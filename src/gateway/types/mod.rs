//! Gateway types module
//!
//! - [`response`]: error responses and response DTOs

pub mod response;

pub use response::{ApiError, ErrorDetail, HealthResponse};
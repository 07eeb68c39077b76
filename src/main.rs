//! Trade History Gateway
//!
//! ```text
//! ┌──────────┐    ┌──────────┐    ┌──────────┐    ┌───────────┐
//! │  Client  │───▶│ Gateway  │───▶│  Cache   │───▶│ MetaStats │
//! │ (GET /)  │    │  (axum)  │    │  (TTL)   │    │  (REST)   │
//! └──────────┘    └──────────┘    └──────────┘    └───────────┘
//! ```

use std::path::PathBuf;
use std::sync::Arc;

use clap::Parser;

use trade_history_gateway::config::{AppConfig, Credentials};
use trade_history_gateway::gateway;
use trade_history_gateway::gateway::handlers::health::BUILD;
use trade_history_gateway::gateway::state::AppState;
use trade_history_gateway::logging::init_logging;

#[derive(Debug, Parser)]
#[command(version, about = "Caching gateway for MetaStats trade history")]
struct Cli {
    /// Environment name, selects config/{env}.yaml
    #[arg(short, long, default_value = "dev")]
    env: String,

    /// Explicit config file, overrides --env
    #[arg(long)]
    config: Option<PathBuf>,

    /// Listen port override
    #[arg(long)]
    port: Option<u16>,
}

#[tokio::main]
async fn main() -> anyhow::Result<()> {
    let cli = Cli::parse();

    let mut app_config = match &cli.config {
        Some(path) => AppConfig::from_file(path)?,
        None => AppConfig::load(&cli.env)?,
    };
    if let Some(port) = cli.port {
        app_config.gateway.port = port;
    }

    let _log_guard = init_logging(&app_config);
    tracing::info!(
        "Starting trade history gateway in {} mode (build {})",
        cli.env,
        BUILD
    );

    let credentials = Credentials::from_env()?;
    tracing::info!(
        "Serving account {} (cache ttl {}s)",
        credentials.account_id,
        app_config.cache.ttl_secs
    );

    let state = AppState::from_config(&app_config, credentials)?;
    gateway::run_server(&app_config, Arc::new(state)).await
}
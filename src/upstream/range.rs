//! Time range resolution for historical-trade queries
//!
//! MetaStats expects `YYYY-MM-DD HH:MM:SS.mmm` strings. Caller-supplied values
//! are forwarded verbatim; only the defaults are produced here.

use chrono::{DateTime, Utc};

/// Beginning of the account history
pub const DEFAULT_HISTORY_START: &str = "2025-01-01 00:00:00.000";

/// Wire format of MetaStats time strings (millisecond precision)
pub const UPSTREAM_TIME_FORMAT: &str = "%Y-%m-%d %H:%M:%S%.3f";

/// Fully resolved query window
#[derive(Debug, Clone, PartialEq, Eq)]
pub struct TimeRange {
    pub start_time: String,
    pub end_time: String,
}

/// Format an instant the way MetaStats expects it
pub fn format_upstream_time(at: DateTime<Utc>) -> String {
    at.format(UPSTREAM_TIME_FORMAT).to_string()
}

/// Fill in missing bounds.
///
/// An absent or empty `start` becomes `anchor`, an absent or empty `end`
/// becomes `now`.
pub fn resolve_range(
    start: Option<&str>,
    end: Option<&str>,
    anchor: &str,
    now: DateTime<Utc>,
) -> TimeRange {
    let start_time = match start {
        Some(s) if !s.is_empty() => s.to_string(),
        _ => anchor.to_string(),
    };
    let end_time = match end {
        Some(e) if !e.is_empty() => e.to_string(),
        _ => format_upstream_time(now),
    };
    TimeRange {
        start_time,
        end_time,
    }
}
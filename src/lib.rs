//! Trade History Gateway
//!
//! Caching HTTP front for the MetaStats account trade-history API.
//!
//! # Modules
//!
//! - [`config`] - YAML configuration and credentials from the environment
//! - [`logging`] - tracing subscriber setup
//! - [`upstream`] - MetaStats client and the fetch layer
//! - [`gateway`] - axum router, history cache and handlers

pub mod config;
pub mod gateway;
pub mod logging;
pub mod upstream;

// Convenient re-exports at crate root
pub use config::{AppConfig, Credentials};
pub use gateway::cache::{CacheEntry, CacheKey, HistoryCache};
pub use gateway::services::TradeHistoryService;
pub use gateway::state::AppState;
pub use upstream::{FetchError, HistoryFetcher, TradeList, TradeRecord, TradeSource, UpstreamError};
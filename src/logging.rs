use crate::config::AppConfig;
use tracing_appender::non_blocking::WorkerGuard;
use tracing_subscriber::{EnvFilter, fmt, prelude::*};

/// Install the global subscriber. The returned guard must outlive the server,
/// dropping it flushes and stops the background log writer.
pub fn init_logging(config: &AppConfig) -> WorkerGuard {
    let file_appender = match config.rotation.as_str() {
        "hourly" => tracing_appender::rolling::hourly(&config.log_dir, &config.log_file),
        "daily" => tracing_appender::rolling::daily(&config.log_dir, &config.log_file),
        _ => tracing_appender::rolling::never(&config.log_dir, &config.log_file),
    };

    let (non_blocking, guard) = tracing_appender::non_blocking(file_appender);

    // RUST_LOG wins over the configured level
    let filter = EnvFilter::try_from_default_env()
        .unwrap_or_else(|_| EnvFilter::new(format!("{},tower_http=info", config.log_level)));

    let registry = tracing_subscriber::registry().with(filter);

    if config.use_json {
        let file_layer = fmt::layer()
            .json()
            .with_target(true)
            .with_writer(non_blocking)
            .with_ansi(false);
        registry.with(file_layer).init();
    } else {
        let file_layer = fmt::layer()
            .with_target(false)
            .with_writer(non_blocking)
            .with_ansi(false);
        let stdout_layer = fmt::layer().with_target(false).with_ansi(true);
        registry.with(file_layer).with(stdout_layer).init();
    }

    guard
}
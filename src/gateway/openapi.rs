//! OpenAPI / Swagger UI Documentation
//!
//! - Swagger UI: `http://localhost:8000/docs`
//! - OpenAPI JSON: `http://localhost:8000/api-docs/openapi.json`

use utoipa::OpenApi;

use crate::gateway::types::{ErrorDetail, HealthResponse};

#[derive(OpenApi)]
#[openapi(
    info(
        title = "Trade History Gateway API",
        version = "1.0.0",
        description = "Cached proxy for MetaStats account trade history.",
        license(
            name = "MIT"
        )
    ),
    servers(
        (url = "http://localhost:8000", description = "Development"),
    ),
    paths(
        crate::gateway::handlers::history::trading_history,
        crate::gateway::handlers::health::health_check,
    ),
    components(
        schemas(
            ErrorDetail,
            HealthResponse,
        )
    ),
    tags(
        (name = "History", description = "Account trade history"),
        (name = "System", description = "Health checks and system info")
    )
)]
pub struct ApiDoc;
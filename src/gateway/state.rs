use std::sync::Arc;
use std::time::Duration;

use secrecy::SecretString;

use super::cache::HistoryCache;
use super::services::TradeHistoryService;
use crate::config::{AppConfig, Credentials};
use crate::upstream::{HistoryFetcher, MetaStatsClient, TradeSource, UpstreamError};

/// Gateway application state (shared)
#[derive(Clone)]
pub struct AppState {
    /// Cache + fetch composition behind `GET /`
    pub history: Arc<TradeHistoryService>,
}

impl AppState {
    pub fn new(history: Arc<TradeHistoryService>) -> Self {
        Self { history }
    }

    /// Wire the service around an arbitrary trade source
    pub fn with_source(
        config: &AppConfig,
        account_id: impl Into<String>,
        source: Arc<dyn TradeSource>,
    ) -> Self {
        let cache = match config.cache.max_entries {
            Some(max) => HistoryCache::bounded(max),
            None => HistoryCache::new(),
        };
        let fetcher = HistoryFetcher::new(source, account_id, config.upstream.history_start.clone());
        let ttl = Duration::from_secs(config.cache.ttl_secs);
        Self::new(Arc::new(TradeHistoryService::new(cache, fetcher, ttl)))
    }

    /// Production state backed by the MetaStats REST client
    pub fn from_config(config: &AppConfig, credentials: Credentials) -> Result<Self, UpstreamError> {
        let Credentials { token, account_id } = credentials;
        let client = metastats_client(config, token)?;
        Ok(Self::with_source(config, account_id, Arc::new(client)))
    }
}

fn metastats_client(config: &AppConfig, token: SecretString) -> Result<MetaStatsClient, UpstreamError> {
    MetaStatsClient::new(
        &config.upstream.base_url,
        token,
        Duration::from_millis(config.upstream.request_timeout_ms),
        config.upstream.limit,
    )
}
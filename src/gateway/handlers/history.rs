//! Trade history handler

use std::sync::Arc;

use axum::{
    Json,
    extract::{Query, State},
};
use serde::Deserialize;
use utoipa::IntoParams;

use super::super::state::AppState;
use super::super::types::ApiError;
use crate::upstream::TradeList;

/// Query window. Both bounds are optional, free-form strings.
#[derive(Debug, Default, Deserialize, IntoParams)]
#[into_params(parameter_in = Query)]
pub struct HistoryQuery {
    /// Start of the window, `YYYY-MM-DD HH:MM:SS.mmm`. Defaults to the
    /// beginning of the account history.
    #[param(example = "2025-01-01 00:00:00.000")]
    pub start_time: Option<String>,
    /// End of the window. Defaults to the current UTC time.
    #[param(example = "2025-01-02 00:00:00.000")]
    pub end_time: Option<String>,
}

/// Account trade history
///
/// Proxies MetaStats `historical-trades` for the configured account. Results
/// are cached per `(start_time, end_time)` for the configured TTL.
#[utoipa::path(
    get,
    path = "/",
    params(HistoryQuery),
    responses(
        (status = 200, description = "Array of trade records as returned by MetaStats", content_type = "application/json"),
        (status = 500, description = "Upstream failure", body = crate::gateway::types::ErrorDetail)
    ),
    tag = "History"
)]
pub async fn trading_history(
    State(state): State<Arc<AppState>>,
    Query(query): Query<HistoryQuery>,
) -> Result<Json<Arc<TradeList>>, ApiError> {
    let trades = state
        .history
        .get_history(query.start_time.as_deref(), query.end_time.as_deref())
        .await?;
    Ok(Json(trades))
}
//! MetaStatsClient against a local mock of the MetaStats REST API

use std::collections::HashMap;
use std::sync::{Arc, Mutex};
use std::time::Duration;

use axum::extract::{Path, Query, State};
use axum::http::{HeaderMap, StatusCode};
use axum::response::IntoResponse;
use axum::routing::get;
use axum::{Json, Router};
use secrecy::SecretString;
use serde_json::json;
use tokio::net::TcpListener;

use trade_history_gateway::upstream::{MetaStatsClient, TradeSource, UpstreamError};

#[derive(Debug, Clone)]
struct SeenRequest {
    account_id: String,
    start_time: String,
    end_time: String,
    query: HashMap<String, String>,
    token: Option<String>,
}

#[derive(Clone)]
struct MockState {
    seen: Arc<Mutex<Vec<SeenRequest>>>,
    status: StatusCode,
    body: serde_json::Value,
}

async fn historical_trades(
    State(state): State<MockState>,
    Path((account_id, start_time, end_time)): Path<(String, String, String)>,
    Query(query): Query<HashMap<String, String>>,
    headers: HeaderMap,
) -> impl IntoResponse {
    state.seen.lock().unwrap().push(SeenRequest {
        account_id,
        start_time,
        end_time,
        query,
        token: headers
            .get("auth-token")
            .and_then(|v| v.to_str().ok())
            .map(str::to_string),
    });
    (state.status, Json(state.body.clone()))
}

/// Serve the mock on an ephemeral port and return its base URL
async fn spawn_mock(status: StatusCode, body: serde_json::Value) -> (String, MockState) {
    let state = MockState {
        seen: Arc::new(Mutex::new(Vec::new())),
        status,
        body,
    };
    let app = Router::new()
        .route(
            "/users/current/accounts/{account_id}/historical-trades/{start_time}/{end_time}",
            get(historical_trades),
        )
        .with_state(state.clone());

    let listener = TcpListener::bind("127.0.0.1:0").await.unwrap();
    let addr = listener.local_addr().unwrap();
    tokio::spawn(async move {
        axum::serve(listener, app).await.unwrap();
    });

    (format!("http://{}", addr), state)
}

fn client(base_url: &str) -> MetaStatsClient {
    MetaStatsClient::new(
        base_url,
        SecretString::from("secret-token".to_string()),
        Duration::from_secs(5),
        1000,
    )
    .unwrap()
}

#[tokio::test]
async fn fetches_and_unwraps_trades() {
    let body = json!({ "trades": [{ "_id": "t1", "profit": 10.0, "symbol": "EURUSD" }] });
    let (base, mock) = spawn_mock(StatusCode::OK, body).await;

    let trades = client(&base)
        .get_account_trades(
            "acc-1",
            "2025-01-01 00:00:00.000",
            "2025-01-02 00:00:00.000",
            true,
        )
        .await
        .unwrap();

    assert_eq!(trades.len(), 1);
    assert_eq!(trades[0]["_id"], "t1");
    assert_eq!(trades[0]["profit"], 10.0);

    let seen = mock.seen.lock().unwrap();
    assert_eq!(seen.len(), 1);
    let request = &seen[0];
    assert_eq!(request.account_id, "acc-1");
    assert_eq!(request.start_time, "2025-01-01 00:00:00.000");
    assert_eq!(request.end_time, "2025-01-02 00:00:00.000");
    assert_eq!(request.query.get("updateHistory").map(String::as_str), Some("true"));
    assert_eq!(request.query.get("limit").map(String::as_str), Some("1000"));
    assert_eq!(request.query.get("offset").map(String::as_str), Some("0"));
    assert_eq!(request.token.as_deref(), Some("secret-token"));
}

#[tokio::test]
async fn error_status_carries_upstream_message() {
    let body = json!({
        "id": 1,
        "error": "UnauthorizedError",
        "message": "Authorization token invalid"
    });
    let (base, _mock) = spawn_mock(StatusCode::UNAUTHORIZED, body).await;

    let err = client(&base)
        .get_account_trades("acc-1", "a", "b", true)
        .await
        .unwrap_err();

    match err {
        UpstreamError::Status { status, message } => {
            assert_eq!(status, 401);
            assert_eq!(message, "Authorization token invalid");
        }
        other => panic!("unexpected error: {}", other),
    }
}

#[tokio::test]
async fn missing_trades_field_is_decode_error() {
    let (base, _mock) = spawn_mock(StatusCode::OK, json!({ "unexpected": true })).await;

    let err = client(&base)
        .get_account_trades("acc-1", "a", "b", true)
        .await
        .unwrap_err();

    assert!(matches!(err, UpstreamError::Decode(_)), "got {}", err);
}

#[tokio::test]
async fn unreachable_upstream_is_transport_error() {
    // Bind then drop to get a port nobody listens on
    let listener = TcpListener::bind("127.0.0.1:0").await.unwrap();
    let addr = listener.local_addr().unwrap();
    drop(listener);

    let err = client(&format!("http://{}", addr))
        .get_account_trades("acc-1", "a", "b", true)
        .await
        .unwrap_err();

    assert!(matches!(err, UpstreamError::Transport(_)), "got {}", err);
}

* Required action: Copy each line holding "MockState" from the material above.

* Solution:
struct MockState {
    State(state): State<MockState>,
async fn spawn_mock(status: StatusCode, body: serde_json::Value) -> (String, MockState) {
    let state = MockState {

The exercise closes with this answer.